What the task requires:
Once you find a line containing the word "NotFound" in the entries below, copy it.

Exercise material:
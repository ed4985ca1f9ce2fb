// Error taxonomy for the evaluation pipeline.
//
// One enum per stage so a caller can tell a missing dataset apart from a
// model that failed to converge. PipelineError wraps them for the top level.

use std::path::PathBuf;

use thiserror::Error;

/// Failures while loading the table or turning it into a labeled dataset.
#[derive(Error, Debug)]
pub enum DataError {
    #[error("File '{}' not found.", .0.display())]
    NotFound(PathBuf),

    #[error("Failed to read '{}': {source}", path.display())]
    Io {
        path: PathBuf,
        #[source]
        source: std::io::Error,
    },

    #[error("CSV parse error: {0}")]
    Csv(#[from] csv::Error),

    #[error("Column '{column}' not found (available: {})", available.join(", "))]
    MissingColumn {
        column: String,
        available: Vec<String>,
    },

    #[error("Column '{column}' has {count} missing value(s), first at row {first_row}")]
    MissingValues {
        column: String,
        count: usize,
        first_row: usize,
    },

    #[error("Expected exactly 2 label classes, found {}: [{}]", found.len(), found.join(", "))]
    NonBinaryLabels { found: Vec<String> },

    #[error("Positive label '{label}' does not occur in the label column")]
    UnknownPositiveLabel { label: String },

    #[error("Invalid train/test split: {0}")]
    InvalidSplit(String),
}

/// Failures while building the TF-IDF feature matrix.
#[derive(Error, Debug)]
pub enum FeatureError {
    #[error("No documents to vectorize")]
    NoDocuments,

    #[error("Empty vocabulary; documents may only contain stop words or single characters")]
    EmptyVocabulary,

    #[error("Vectorizer used before fit")]
    NotFitted,
}

/// Failures while fitting or running a single classifier.
#[derive(Error, Debug)]
pub enum ModelError {
    #[error("{model}: invalid parameters: {message}")]
    InvalidParams { model: String, message: String },

    #[error("{model}: training failed: {message}")]
    Fit { model: String, message: String },

    #[error("{model}: prediction failed: {message}")]
    Predict { model: String, message: String },

    #[error("{0}: predict called before fit")]
    NotFitted(String),
}

impl ModelError {
    pub fn fit(model: &str, err: impl std::fmt::Display) -> Self {
        Self::Fit {
            model: model.to_string(),
            message: err.to_string(),
        }
    }

    pub fn predict(model: &str, err: impl std::fmt::Display) -> Self {
        Self::Predict {
            model: model.to_string(),
            message: err.to_string(),
        }
    }
}

/// Failures while writing the results table or rendering charts.
#[derive(Error, Debug)]
pub enum ReportError {
    #[error("Failed to write '{}': {source}", path.display())]
    Io {
        path: PathBuf,
        #[source]
        source: std::io::Error,
    },

    #[error("Failed to write results table: {0}")]
    Csv(#[from] csv::Error),

    #[error("Failed to render '{}': {message}", path.display())]
    Render { path: PathBuf, message: String },
}

/// Top-level error for a pipeline run.
#[derive(Error, Debug)]
pub enum PipelineError {
    #[error(transparent)]
    Data(#[from] DataError),

    #[error(transparent)]
    Features(#[from] FeatureError),

    #[error(transparent)]
    Model(#[from] ModelError),

    #[error("All {0} models failed to train")]
    AllModelsFailed(usize),

    #[error(transparent)]
    Report(#[from] ReportError),
}

impl PipelineError {
    /// True when the run stopped because the input file does not exist.
    pub fn is_not_found(&self) -> bool {
        matches!(self, Self::Data(DataError::NotFound(_)))
    }
}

Your solution:
    NotFound(PathBuf),
        matches!(self, Self::Data(DataError::NotFound(_)))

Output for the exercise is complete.